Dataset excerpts
········
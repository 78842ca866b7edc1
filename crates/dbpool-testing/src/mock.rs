//! In-memory mock driver.

use std::sync::Arc;
use std::sync::atomic::{AtomicBool, AtomicU32, AtomicU64, Ordering};
use std::time::Duration;

use async_trait::async_trait;
use dbpool::{ConnectTarget, Driver, RawConnection};
use parking_lot::Mutex;
use thiserror::Error;

/// Errors produced by the mock driver.
#[derive(Debug, Clone, PartialEq, Eq, Error)]
pub enum MockError {
    /// Connection attempt refused.
    #[error("connection refused by mock server")]
    ConnectRefused,
    /// Statement rejected.
    #[error("statement rejected: {0}")]
    Statement(String),
    /// BEGIN rejected.
    #[error("begin rejected")]
    Begin,
    /// COMMIT rejected.
    #[error("commit rejected")]
    Commit,
    /// ROLLBACK rejected.
    #[error("rollback rejected")]
    Rollback,
    /// Close reported an error.
    #[error("close failed")]
    Close,
}

/// Something that happened on a mock connection.
#[derive(Debug, Clone, PartialEq, Eq)]
pub enum MockEvent {
    /// Connection opened.
    Connected(u64),
    /// Statement executed.
    Executed(u64, String),
    /// Transaction started.
    Began(u64),
    /// Transaction committed.
    Committed(u64),
    /// Transaction rolled back.
    RolledBack(u64),
    /// Connection closed through `close`.
    Closed(u64),
    /// Connection dropped without `close`.
    Dropped(u64),
}

/// Result of executing a statement on a mock connection.
#[derive(Debug, Clone, PartialEq, Eq)]
pub struct MockOutput {
    /// Connection the statement ran on.
    pub connection_id: u64,
    /// The statement text.
    pub statement: String,
}

/// Aggregate counts derived from the event log.
#[derive(Debug, Clone, Copy, Default, PartialEq, Eq)]
pub struct MockStats {
    /// Successful connects.
    pub connects: usize,
    /// Failed connect attempts.
    pub connect_failures: usize,
    /// Successful commits.
    pub commits: usize,
    /// Rollback attempts, successful or not.
    pub rollbacks: usize,
    /// Explicit closes, successful or not.
    pub closes: usize,
    /// Connections dropped without being closed.
    pub drops: usize,
}

#[derive(Debug, Default)]
struct Script {
    refuse_connects: bool,
    refuse_next_connects: u32,
    connect_delay: Option<Duration>,
    close_delay: Option<Duration>,
    fail_statements: Vec<String>,
    fail_begin: bool,
    fail_commit: bool,
    fail_rollback: bool,
    fail_close: bool,
}

#[derive(Debug, Default)]
struct Shared {
    script: Mutex<Script>,
    events: Mutex<Vec<MockEvent>>,
    connect_failures: AtomicU32,
    rollback_attempts: AtomicU32,
    close_attempts: AtomicU32,
    next_id: AtomicU64,
    open: AtomicU32,
    peak_open: AtomicU32,
}

impl Shared {
    fn record(&self, event: MockEvent) {
        tracing::trace!(?event, "mock event");
        self.events.lock().push(event);
    }

    fn connection_gone(&self) {
        self.open.fetch_sub(1, Ordering::SeqCst);
    }
}

/// A driver whose connections live in memory.
///
/// Cloning yields another handle to the same script and event log, so a test
/// can keep one handle while the pool owns the other.
#[derive(Debug, Clone, Default)]
pub struct MockDriver {
    shared: Arc<Shared>,
}

impl MockDriver {
    /// Create a driver that accepts every operation.
    #[must_use]
    pub fn new() -> Self {
        Self::default()
    }

    /// Refuse (or accept again) every connection attempt.
    pub fn refuse_connects(&self, refuse: bool) {
        self.shared.script.lock().refuse_connects = refuse;
    }

    /// Refuse the next `count` connection attempts.
    pub fn refuse_next_connects(&self, count: u32) {
        self.shared.script.lock().refuse_next_connects = count;
    }

    /// Delay every connection attempt by `delay`.
    pub fn connect_delay(&self, delay: Duration) {
        self.shared.script.lock().connect_delay = Some(delay);
    }

    /// Delay every `close` by `delay`. A close abandoned during the delay
    /// leaves the connection dropped rather than closed.
    pub fn close_delay(&self, delay: Duration) {
        self.shared.script.lock().close_delay = Some(delay);
    }

    /// Reject every statement containing `pattern`.
    pub fn fail_statements_containing(&self, pattern: impl Into<String>) {
        self.shared.script.lock().fail_statements.push(pattern.into());
    }

    /// Make `begin` fail.
    pub fn fail_begin(&self, fail: bool) {
        self.shared.script.lock().fail_begin = fail;
    }

    /// Make `commit` fail.
    pub fn fail_commits(&self, fail: bool) {
        self.shared.script.lock().fail_commit = fail;
    }

    /// Make `rollback` fail.
    pub fn fail_rollbacks(&self, fail: bool) {
        self.shared.script.lock().fail_rollback = fail;
    }

    /// Make `close` report an error. The connection still counts as closed.
    pub fn fail_closes(&self, fail: bool) {
        self.shared.script.lock().fail_close = fail;
    }

    /// Snapshot of the event log.
    #[must_use]
    pub fn events(&self) -> Vec<MockEvent> {
        self.shared.events.lock().clone()
    }

    /// Events recorded for one connection.
    #[must_use]
    pub fn events_for(&self, connection_id: u64) -> Vec<MockEvent> {
        self.shared
            .events
            .lock()
            .iter()
            .filter(|event| event_connection(event) == connection_id)
            .cloned()
            .collect()
    }

    /// Aggregate counts.
    #[must_use]
    pub fn stats(&self) -> MockStats {
        let events = self.shared.events.lock();
        let mut stats = MockStats {
            connect_failures: self.shared.connect_failures.load(Ordering::SeqCst) as usize,
            rollbacks: self.shared.rollback_attempts.load(Ordering::SeqCst) as usize,
            closes: self.shared.close_attempts.load(Ordering::SeqCst) as usize,
            ..MockStats::default()
        };
        for event in events.iter() {
            match event {
                MockEvent::Connected(_) => stats.connects += 1,
                MockEvent::Committed(_) => stats.commits += 1,
                MockEvent::Dropped(_) => stats.drops += 1,
                _ => {}
            }
        }
        stats
    }

    /// Connections currently open.
    #[must_use]
    pub fn open_connections(&self) -> u32 {
        self.shared.open.load(Ordering::SeqCst)
    }

    /// Highest number of simultaneously open connections observed.
    #[must_use]
    pub fn peak_open_connections(&self) -> u32 {
        self.shared.peak_open.load(Ordering::SeqCst)
    }
}

fn event_connection(event: &MockEvent) -> u64 {
    match event {
        MockEvent::Connected(id)
        | MockEvent::Executed(id, _)
        | MockEvent::Began(id)
        | MockEvent::Committed(id)
        | MockEvent::RolledBack(id)
        | MockEvent::Closed(id)
        | MockEvent::Dropped(id) => *id,
    }
}

#[async_trait]
impl Driver for MockDriver {
    type Connection = MockConnection;
    type Error = MockError;

    async fn connect(&self, target: &ConnectTarget) -> Result<MockConnection, MockError> {
        let delay = self.shared.script.lock().connect_delay;
        if let Some(delay) = delay {
            tokio::time::sleep(delay).await;
        }

        let refused = {
            let mut script = self.shared.script.lock();
            if script.refuse_next_connects > 0 {
                script.refuse_next_connects -= 1;
                true
            } else {
                script.refuse_connects
            }
        };
        if refused {
            self.shared.connect_failures.fetch_add(1, Ordering::SeqCst);
            tracing::debug!(host = %target.host, "mock connect refused");
            return Err(MockError::ConnectRefused);
        }

        let id = self.shared.next_id.fetch_add(1, Ordering::SeqCst) + 1;
        let open = self.shared.open.fetch_add(1, Ordering::SeqCst) + 1;
        self.shared.peak_open.fetch_max(open, Ordering::SeqCst);
        self.shared.record(MockEvent::Connected(id));

        Ok(MockConnection {
            id,
            shared: Arc::clone(&self.shared),
            closed: AtomicBool::new(false),
        })
    }
}

/// A connection opened by [`MockDriver`].
#[derive(Debug)]
pub struct MockConnection {
    id: u64,
    shared: Arc<Shared>,
    closed: AtomicBool,
}

impl MockConnection {
    /// Driver-assigned connection id, starting at 1.
    #[must_use]
    pub fn id(&self) -> u64 {
        self.id
    }
}

#[async_trait]
impl RawConnection for MockConnection {
    type Output = MockOutput;
    type Error = MockError;

    async fn execute(&mut self, statement: &str) -> Result<MockOutput, MockError> {
        let rejected = self
            .shared
            .script
            .lock()
            .fail_statements
            .iter()
            .any(|pattern| statement.contains(pattern.as_str()));
        if rejected {
            return Err(MockError::Statement(statement.to_string()));
        }

        self.shared
            .record(MockEvent::Executed(self.id, statement.to_string()));
        Ok(MockOutput {
            connection_id: self.id,
            statement: statement.to_string(),
        })
    }

    async fn begin(&mut self) -> Result<(), MockError> {
        if self.shared.script.lock().fail_begin {
            return Err(MockError::Begin);
        }
        self.shared.record(MockEvent::Began(self.id));
        Ok(())
    }

    async fn commit(&mut self) -> Result<(), MockError> {
        if self.shared.script.lock().fail_commit {
            return Err(MockError::Commit);
        }
        self.shared.record(MockEvent::Committed(self.id));
        Ok(())
    }

    async fn rollback(&mut self) -> Result<(), MockError> {
        self.shared.rollback_attempts.fetch_add(1, Ordering::SeqCst);
        if self.shared.script.lock().fail_rollback {
            return Err(MockError::Rollback);
        }
        self.shared.record(MockEvent::RolledBack(self.id));
        Ok(())
    }

    async fn close(self) -> Result<(), MockError> {
        let delay = self.shared.script.lock().close_delay;
        if let Some(delay) = delay {
            tokio::time::sleep(delay).await;
        }

        self.closed.store(true, Ordering::SeqCst);
        self.shared.close_attempts.fetch_add(1, Ordering::SeqCst);
        self.shared.connection_gone();
        self.shared.record(MockEvent::Closed(self.id));

        if self.shared.script.lock().fail_close {
            return Err(MockError::Close);
        }
        Ok(())
    }
}

impl Drop for MockConnection {
    fn drop(&mut self) {
        if !self.closed.load(Ordering::SeqCst) {
            self.shared.connection_gone();
            self.shared.record(MockEvent::Dropped(self.id));
        }
    }
}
········
**EXERCISE OBJECTIVE**.
For each line above that contains the word "drops", copy that line.

**EXERCISE OUTPUT**.
    pub drops: usize,
                MockEvent::Dropped(_) => stats.drops += 1,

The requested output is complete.